Infine, il terzo, e forse più importante di tutti, motivo di nervosismo di Meloni, deriva dal suo non padroneggiare lo scenario internazionale, con tanto di impietosi paragoni con Draghi. Un fronte dove inizialmente, pur pagando un inevitabile prezzo al noviziato, aveva tutto sommato dato l’impressione di sapersela cavare, pur con qualche errore di postura e di comunicazione: nessuna crisi di rigetto a Bruxelles né tantomeno a Washington. Poi sono iniziate le incomprensioni con Macron, i nulla di fatto con Scholz, le scivolate verso il confortante asse con Orban e i paesi Visegrad, il cui prezzo è però l’isolamento con chi conta in Europa, a cominciare dall’asse franco-tedesco. Fino a quella “inopportuna” uscita sulla “inopportunità” del vertice di Macron e Scholz con Zelensky, che da un lato ha generato la piccata risposta del presidente francese e dall’altro ha reso ancora più evidente l’esclusione dell’Italia dall’Europa che conta.
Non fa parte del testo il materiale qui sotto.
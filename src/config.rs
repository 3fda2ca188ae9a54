//! Service configuration, read from `SEMANTIC_SEARCH_*` environment variables.

use crate::builder::startup::MAX_STARTUP_RETRIES;
use crate::orchestrator::OrchestratorSettings;
use crate::term::{Term, TermBounds};

use anyhow::Context;
use std::net::SocketAddr;
use std::str::FromStr;
use tracing::Level;

pub const ENV_BIND: &str = "SEMANTIC_SEARCH_BIND";
pub const ENV_LOG_LEVEL: &str = "SEMANTIC_SEARCH_LOG_LEVEL";
pub const ENV_BACKEND_URL: &str = "SEMANTIC_SEARCH_BACKEND_URL";
pub const ENV_DEFAULT_TERM: &str = "SEMANTIC_SEARCH_DEFAULT_TERM";
pub const ENV_MIN_YEAR: &str = "SEMANTIC_SEARCH_MIN_YEAR";
pub const ENV_MAX_YEAR: &str = "SEMANTIC_SEARCH_MAX_YEAR";
pub const ENV_STARTUP_RETRIES: &str = "SEMANTIC_SEARCH_STARTUP_RETRIES";

const DEFAULT_BIND: &str = "0.0.0.0:8000";
const DEFAULT_BACKEND_URL: &str = "http://localhost:8080";

#[derive(Debug, Clone)]
pub struct Config {
    pub bind_addr: SocketAddr,
    pub log_level: Level,
    /// Unrecognized log level that was replaced by `INFO`.
    pub log_level_fallback: Option<String>,
    pub backend_url: String,
    pub default_term: Option<Term>,
    pub bounds: TermBounds,
    pub startup_retries: u32,
}

impl Config {
    pub fn from_env() -> anyhow::Result<Self> {
        Self::from_lookup(|key| std::env::var(key).ok())
    }

    /// Builds the configuration from an arbitrary key lookup. Unset and blank
    /// values fall back to defaults; malformed ones are errors.
    pub fn from_lookup(lookup: impl Fn(&str) -> Option<String>) -> anyhow::Result<Self> {
        let get = |key: &str| {
            lookup(key)
                .map(|value| value.trim().to_string())
                .filter(|value| !value.is_empty())
        };

        let bind_addr = get(ENV_BIND)
            .unwrap_or_else(|| DEFAULT_BIND.to_string())
            .parse()
            .with_context(|| format!("{} is not a socket address", ENV_BIND))?;

        let raw_log_level = get(ENV_LOG_LEVEL);
        let log_level = parse_log_level(raw_log_level.as_deref());
        let log_level_fallback =
            raw_log_level.filter(|raw| Level::from_str(raw).is_err());

        let backend_url = get(ENV_BACKEND_URL).unwrap_or_else(|| DEFAULT_BACKEND_URL.to_string());

        let defaults = TermBounds::default();
        let bounds = TermBounds {
            min_year: parse_or(get(ENV_MIN_YEAR), ENV_MIN_YEAR, defaults.min_year)?,
            max_year: parse_or(get(ENV_MAX_YEAR), ENV_MAX_YEAR, defaults.max_year)?,
        };
        if bounds.min_year > bounds.max_year {
            anyhow::bail!(
                "{} ({}) is greater than {} ({})",
                ENV_MIN_YEAR,
                bounds.min_year,
                ENV_MAX_YEAR,
                bounds.max_year
            );
        }

        let default_term = get(ENV_DEFAULT_TERM)
            .map(|label| Term::parse_label(&label, &bounds))
            .transpose()
            .with_context(|| format!("{} is not a valid term", ENV_DEFAULT_TERM))?;

        let startup_retries = parse_or(
            get(ENV_STARTUP_RETRIES),
            ENV_STARTUP_RETRIES,
            MAX_STARTUP_RETRIES,
        )?;
        if startup_retries == 0 {
            anyhow::bail!("{} must be at least 1", ENV_STARTUP_RETRIES);
        }

        Ok(Self {
            bind_addr,
            log_level,
            log_level_fallback,
            backend_url,
            default_term,
            bounds,
            startup_retries,
        })
    }

    pub fn orchestrator_settings(&self) -> OrchestratorSettings {
        OrchestratorSettings {
            bounds: self.bounds,
            default_term: self.default_term,
            startup_attempts: self.startup_retries,
        }
    }
}

fn parse_or<T>(value: Option<String>, key: &str, default: T) -> anyhow::Result<T>
where
    T: FromStr,
    T::Err: std::error::Error + Send + Sync + 'static,
{
    match value {
        Some(raw) => raw
            .parse()
            .with_context(|| format!("{}='{}' is not valid", key, raw)),
        None => Ok(default),
    }
}

/// Unknown levels fall back to `INFO`.
pub fn parse_log_level(value: Option<&str>) -> Level {
    value
        .and_then(|raw| Level::from_str(raw).ok())
        .unwrap_or(Level::INFO)
}
use regex::Regex;
use std::collections::HashSet;
use std::sync::LazyLock;

static WORD: LazyLock<Regex> =
    LazyLock::new(|| Regex::new(r"\b[a-zA-Z0-9]+\b").expect("word pattern is valid"));

/// Distinct lowercase alphanumeric words longer than two characters.
///
/// Digits are kept so course codes such as `CS101` stay searchable.
pub fn tokenize_text(text: &str) -> HashSet<String> {
    WORD.find_iter(&text.to_lowercase())
        .map(|m| m.as_str().to_string())
        .filter(|word| word.len() > 2)
        .collect()
}

/// Query words in order, split exactly like indexed text.
///
/// Duplicates are kept; callers that score by distinct tokens dedupe themselves.
pub fn tokenize_query(query: &str) -> Vec<String> {
    WORD.find_iter(&query.to_lowercase())
        .map(|m| m.as_str().to_string())
        .filter(|word| word.len() > 2)
        .collect()
}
Alla presidente del Consiglio sarebbe bastata una telefonata a Lucio Caracciolo per capire che, come ha scritto sulla Stampa, la politica estera non si fa con i lamenti e che prendere atto che la Francia, unica potenza nucleare europea, e la Germania, di gran lunga maggiore economia continentale nonostante la recente battuta d’arresto, hanno un peso e un ruolo diversi da quello della super indebitata Italia, non è solo un necessario atto di modestia e un’utile manifestazione d’intelligenza politica, ma anche la premessa per accorciare quelle distanze e poter giocare ad armi (quasi) pari. Draghi aveva colmato il divario con la sua credibilità personale. È ovvio che Meloni, non disponendo di quella, anzi dovendo colmare i gap che derivano dalla sua storia politica – non è che a Bruxelles così come nelle diverse cancellerie continentali si siano dimenticati delle sue battaglie politiche sovraniste apertamente anti-europee – deve recitare un altro copione. Questo non significa assumere una postura fantozziana, abdicando al sacro dovere di difendere gli interessi nazionali, tutt’altro. Ma, come spiega Caracciolo, non è il solo sedersi a tavola a favore di photo opportunity, magari senza avere niente da dire e da dare, che consente di tutelare il proprio paese. Da sempre l’arte del governo è farsi concavi e convessi, saper incassare per poi restituire anche con gli interessi, ma solo al momento opportuno. Impararlo è indispensabile.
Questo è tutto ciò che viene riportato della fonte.